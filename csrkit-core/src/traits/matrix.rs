//! Read-only matrix access traits
//!
//! Downstream numeric routines consume a finalized matrix only through
//! these traits; none of them can mutate storage.

#[cfg(feature = "alloc")]
use alloc::vec::Vec;

use super::element::MatrixElement;

/// Core sparse matrix trait for layout-agnostic access
pub trait SparseMatrix {
    /// The element type stored in this matrix
    type Element: MatrixElement;

    /// Get a stored element at the specified position
    ///
    /// Returns `None` if nothing is stored there (the logical value is zero)
    /// or if the position is out of bounds. When a row holds the same column
    /// more than once, the first stored entry wins.
    fn get_element(&self, row: usize, col: usize) -> Option<Self::Element>;

    /// Get matrix dimensions as (rows, cols)
    fn dimensions(&self) -> (usize, usize);

    /// Get number of stored non-zero elements
    fn nnz(&self) -> usize;
}

/// Extension trait for row/column operations (requires alloc feature)
#[cfg(feature = "alloc")]
pub trait MatrixOperations: SparseMatrix {
    /// Get all stored elements in a row, in insertion order
    fn get_row(&self, row_index: usize) -> Vec<Self::Element>;

    /// Get all stored elements in a column, in row order
    fn get_col(&self, col_index: usize) -> Vec<Self::Element>;
}
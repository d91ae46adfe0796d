//! Row kernels over read-only CSR matrices
//!
//! Every stored entry contributes, including repeated columns within a
//! row. Dense operands are `f64`; stored values are widened with
//! [`MatrixElement::to_f64`].

use crate::csr_matrix::{ReadOnlyCsrMatrix, RowView};
use csrkit_core::{validate_dense_len, MatrixElement, Result};
use rayon::prelude::*;

/// Below this row count `matvec` stays on the calling thread
const PARALLEL_ROW_THRESHOLD: usize = 256;

/// Dot product of one stored row with a dense vector
///
/// `dense` must cover every column of the matrix.
pub fn row_dot<T: MatrixElement>(
    matrix: &ReadOnlyCsrMatrix<T>,
    row: usize,
    dense: &[f64],
) -> Result<f64> {
    validate_dense_len(dense.len(), matrix.num_columns())?;
    Ok(dot(matrix.row(row)?, dense))
}

/// Matrix-vector product `matrix * dense`
///
/// Rows are processed in parallel once the matrix is large enough.
pub fn matvec<T: MatrixElement>(matrix: &ReadOnlyCsrMatrix<T>, dense: &[f64]) -> Result<Vec<f64>> {
    validate_dense_len(dense.len(), matrix.num_columns())?;

    if matrix.num_rows() < PARALLEL_ROW_THRESHOLD {
        return Ok(matrix.rows().map(|row| dot(row, dense)).collect());
    }

    let result = (0..matrix.num_rows())
        .into_par_iter()
        .map(|i| matrix.row(i).map(|row| dot(row, dense)))
        .collect::<Result<Vec<f64>>>()?;
    log::trace!("parallel matvec over {} rows", result.len());
    Ok(result)
}

fn dot<T: MatrixElement>(row: RowView<'_, T>, dense: &[f64]) -> f64 {
    row.into_iter()
        .map(|(col, val)| val.to_f64() * dense[col as usize])
        .sum()
}
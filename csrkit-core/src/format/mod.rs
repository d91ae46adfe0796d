//! Layout definitions for compressed sparse matrices
//!
//! Pure data definitions - no storage and no I/O.

pub mod constants;
pub mod layout;

pub use layout::{DataType, MatrixFormat};
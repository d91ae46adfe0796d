use criterion::{black_box, criterion_group, criterion_main, Criterion};
use csrkit::{matvec, BuilderConfig, CsrMatrixBuilder, MatrixBuilder};

const ROWS: usize = 10_000;
const ENTRIES_PER_ROW: usize = 32;

fn build(config: BuilderConfig) -> csrkit::ReadOnlyCsrMatrix<f64> {
    let mut builder = CsrMatrixBuilder::<f64>::with_config(config);
    for row in 0..ROWS {
        builder.start_row().unwrap();
        for k in 0..ENTRIES_PER_ROW {
            let col = ((row * 31 + k * 97) % 50_000) as i64;
            builder.append_entry(col, (k + 1) as f64).unwrap();
        }
    }
    builder.build_matrix(true).unwrap()
}

fn bench_append(c: &mut Criterion) {
    c.bench_function("append_no_hint", |b| {
        b.iter(|| black_box(build(BuilderConfig::with_capacity(0))))
    });

    c.bench_function("append_with_hint", |b| {
        let config = BuilderConfig::with_capacity(ROWS * ENTRIES_PER_ROW).with_expected_rows(ROWS);
        b.iter(|| black_box(build(config.clone())))
    });

    let features: Vec<String> = (0..ENTRIES_PER_ROW)
        .map(|k| format!("{}:{}.5", k * 13, k))
        .collect();
    c.bench_function("append_sparse_row", |b| {
        b.iter(|| {
            let mut builder = CsrMatrixBuilder::<f64>::new(ROWS * ENTRIES_PER_ROW);
            for _ in 0..1_000 {
                builder.append_sparse_row(black_box(features.as_slice())).unwrap();
            }
            black_box(builder.build_matrix(true).unwrap())
        })
    });
}

fn bench_matvec(c: &mut Criterion) {
    let matrix = build(BuilderConfig::default());
    let dense = vec![0.5; matrix.num_columns()];

    c.bench_function("matvec", |b| {
        b.iter(|| black_box(matvec(&matrix, black_box(&dense)).unwrap()))
    });
}

criterion_group!(benches, bench_append, bench_matvec);
criterion_main!(benches);
//! csrkit - Incremental compressed sparse row matrix construction
//!
//! This library builds read-only CSR matrices from a stream of rows whose
//! final dimensions are unknown up front. Entries are appended row by row,
//! zero values are dropped on the way in, and the builder is frozen exactly
//! once into a matrix that owns its own copy of the data.
//!
//! ## Architecture
//!
//! csrkit separates contracts from storage:
//!
//! - **csrkit-core**: Element types, builder and matrix traits, errors and
//!   validation (`no_std`, no allocation required)
//! - **csrkit**: Growable buffers, the CSR builder, read-only matrices and
//!   row kernels
//!
//! ## Quick Start
//!
//! ```rust
//! use csrkit::{CsrMatrixBuilder, MatrixBuilder};
//!
//! fn example() -> csrkit::Result<()> {
//!     let mut builder = CsrMatrixBuilder::<f64>::new(16);
//!     builder.start_row()?.append_entry(0, 1.5)?.append_entry(3, 2.0)?;
//!     builder.start_row()?.append_feature("1:4.0")?;
//!
//!     let matrix = builder.build_matrix(true)?;
//!     assert_eq!(matrix.dimensions(), (2, 4));
//!     assert_eq!(matrix.get(1, 1)?, 4.0);
//!     assert_eq!(matrix.get(1, 0)?, 0.0);
//!     Ok(())
//! }
//! # example().unwrap();
//! ```
//!
//! ## Features
//!
//! - **Amortized appends**: Growable primitive buffers double when full
//! - **Zero elision**: Only non-zero values are stored
//! - **Feature strings**: `"column:value"` rows straight from text inputs
//! - **Runtime element types**: [`DynamicMatrixBuilder`] for tagged input
//! - **Parallel kernels**: Row dot products and matvec over rayon

// Re-export core abstractions
pub use csrkit_core::{
    // Core traits
    MatrixBuilder, MatrixElement, MatrixOperations, SparseMatrix,
    // Format definitions
    DataType, MatrixFormat,
    // Error handling
    CsrError, ErrorCategory, Result,
    // Validation utilities
    parse_feature, validate_column,
};

// Implementation modules
pub mod config;
pub mod csr_builder;
pub mod csr_matrix;
pub mod dynamic;
pub mod growable;
pub mod ops;

// Public exports
pub use config::BuilderConfig;
pub use csr_builder::{BuilderState, CsrMatrixBuilder};
pub use csr_matrix::{ReadOnlyCsrMatrix, RowEntries, RowIter, RowView};
pub use dynamic::{DynamicCsrMatrix, DynamicMatrixBuilder};
pub use growable::{GrowableArray, IndexArray, OffsetArray};
pub use ops::{matvec, row_dot};
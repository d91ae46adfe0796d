//! Error types for sparse matrix construction and access

/// Errors that can occur while building or reading a sparse matrix
#[derive(Debug, Clone, Copy, PartialEq, Eq)]
pub enum CsrError {
    /// Column index was negative
    NegativeColumn(i64),
    /// Column index does not fit the stored index width
    ColumnOverflow(i64),
    /// Feature string could not be parsed as `column[:value]`
    MalformedFeature,
    /// Dense operand length does not match the matrix dimensions
    DimensionMismatch,
    /// Only read-only matrices can be built
    MutableMatrixUnsupported,
    /// Mutation attempted on a read-only matrix
    ReadOnlyMatrix,
    /// Element type has no builder
    UnsupportedDataType,
    /// Builder was used after it produced a matrix
    BuilderFinalized,
    /// Row or column index out of bounds
    IndexOutOfBounds,
    /// Row offsets are empty, do not start at zero, or decrease
    InvalidRowOffsets,
    /// Column and value arrays disagree with each other or with the offsets
    LengthMismatch,
    /// A zero value is present in stored entries
    StoredZero,
}

/// Coarse classification of [`CsrError`] variants
#[derive(Debug, Clone, Copy, PartialEq, Eq)]
pub enum ErrorCategory {
    /// Caller supplied an argument the operation cannot accept
    InvalidArgument,
    /// Operation is not supported by this matrix or builder
    UnsupportedOperation,
    /// Operation is not legal in the current lifecycle state
    IllegalState,
    /// Index outside the matrix
    Bounds,
    /// Raw parts violate the compressed-row invariants
    CorruptedStructure,
}

impl CsrError {
    /// Classify this error
    pub const fn category(&self) -> ErrorCategory {
        match self {
            CsrError::NegativeColumn(_)
            | CsrError::ColumnOverflow(_)
            | CsrError::MalformedFeature
            | CsrError::DimensionMismatch => ErrorCategory::InvalidArgument,
            CsrError::MutableMatrixUnsupported
            | CsrError::ReadOnlyMatrix
            | CsrError::UnsupportedDataType => ErrorCategory::UnsupportedOperation,
            CsrError::BuilderFinalized => ErrorCategory::IllegalState,
            CsrError::IndexOutOfBounds => ErrorCategory::Bounds,
            CsrError::InvalidRowOffsets | CsrError::LengthMismatch | CsrError::StoredZero => {
                ErrorCategory::CorruptedStructure
            }
        }
    }

    /// Returns `true` for invalid-argument errors
    pub const fn is_invalid_argument(&self) -> bool {
        matches!(self.category(), ErrorCategory::InvalidArgument)
    }

    /// Returns `true` for unsupported-operation errors
    pub const fn is_unsupported(&self) -> bool {
        matches!(self.category(), ErrorCategory::UnsupportedOperation)
    }

    /// Returns `true` for illegal-state errors
    pub const fn is_illegal_state(&self) -> bool {
        matches!(self.category(), ErrorCategory::IllegalState)
    }
}

impl core::fmt::Display for CsrError {
    fn fmt(&self, f: &mut core::fmt::Formatter<'_>) -> core::fmt::Result {
        match self {
            CsrError::NegativeColumn(col) => write!(f, "Column index must be non-negative, got {col}"),
            CsrError::ColumnOverflow(col) => write!(f, "Column index {col} exceeds u32 range"),
            CsrError::MalformedFeature => write!(f, "Malformed feature string"),
            CsrError::DimensionMismatch => write!(f, "Operand dimensions do not match matrix"),
            CsrError::MutableMatrixUnsupported => write!(f, "Only readOnly matrix is supported"),
            CsrError::ReadOnlyMatrix => write!(f, "Matrix is read-only"),
            CsrError::UnsupportedDataType => write!(f, "Unsupported element data type"),
            CsrError::BuilderFinalized => write!(f, "Builder has already been finalized"),
            CsrError::IndexOutOfBounds => write!(f, "Index out of bounds"),
            CsrError::InvalidRowOffsets => write!(f, "Invalid row offsets"),
            CsrError::LengthMismatch => write!(f, "Column and value array lengths do not match"),
            CsrError::StoredZero => write!(f, "Stored entries must be non-zero"),
        }
    }
}

impl core::fmt::Display for ErrorCategory {
    fn fmt(&self, f: &mut core::fmt::Formatter<'_>) -> core::fmt::Result {
        let msg = match self {
            ErrorCategory::InvalidArgument => "invalid argument",
            ErrorCategory::UnsupportedOperation => "unsupported operation",
            ErrorCategory::IllegalState => "illegal state",
            ErrorCategory::Bounds => "out of bounds",
            ErrorCategory::CorruptedStructure => "corrupted structure",
        };
        write!(f, "{msg}")
    }
}

#[cfg(feature = "std")]
impl std::error::Error for CsrError {}

/// Result type for csrkit operations
pub type Result<T> = core::result::Result<T, CsrError>;

#[cfg(test)]
mod tests {
    use super::*;

    #[test]
    fn test_categories() {
        assert_eq!(
            CsrError::NegativeColumn(-1).category(),
            ErrorCategory::InvalidArgument
        );
        assert!(CsrError::MalformedFeature.is_invalid_argument());
        assert!(CsrError::MutableMatrixUnsupported.is_unsupported());
        assert!(CsrError::ReadOnlyMatrix.is_unsupported());
        assert!(CsrError::BuilderFinalized.is_illegal_state());
        assert!(!CsrError::IndexOutOfBounds.is_illegal_state());
        assert_eq!(
            CsrError::LengthMismatch.category(),
            ErrorCategory::CorruptedStructure
        );
        assert_eq!(
            CsrError::StoredZero.category(),
            ErrorCategory::CorruptedStructure
        );
    }
}
//! Index bounds validation
//!
//! Pure checks on caller-supplied indices. Nothing here touches matrix
//! storage, so a failed check never leaves partial state behind.

use crate::format::constants::MAX_COLUMN_INDEX;
use crate::CsrError;

/// Validate a caller-supplied column index and narrow it to storage width
///
/// Negative columns and columns whose count (`column + 1`) would not fit
/// in `u32` are rejected.
pub const fn validate_column(column: i64) -> Result<u32, CsrError> {
    if column < 0 {
        return Err(CsrError::NegativeColumn(column));
    }
    if column > MAX_COLUMN_INDEX {
        return Err(CsrError::ColumnOverflow(column));
    }
    Ok(column as u32)
}

/// Validate a row index against the number of rows
pub const fn validate_row_index(row: usize, num_rows: usize) -> Result<(), CsrError> {
    if row >= num_rows {
        return Err(CsrError::IndexOutOfBounds);
    }
    Ok(())
}

/// Validate that a dense operand covers every column of a matrix
pub const fn validate_dense_len(dense_len: usize, num_columns: usize) -> Result<(), CsrError> {
    if dense_len < num_columns {
        return Err(CsrError::DimensionMismatch);
    }
    Ok(())
}
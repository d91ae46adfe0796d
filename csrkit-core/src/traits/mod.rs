//! Abstract interfaces for sparse matrix construction and access
//!
//! Traits are pure interfaces - concrete layouts live in the `csrkit` crate.

pub mod builder;
pub mod element;
pub mod matrix;

pub use builder::MatrixBuilder;
pub use element::MatrixElement;
#[cfg(feature = "alloc")]
pub use matrix::MatrixOperations;
pub use matrix::SparseMatrix;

**Task details**
The records are given above. Copy each line in them that holds "filename".

**Solution below**
filename csrkit-core/src/traits/matrix.rs
filename csrkit-core/src/format/mod.rs
filename csrkit-core/src/traits/mod.rs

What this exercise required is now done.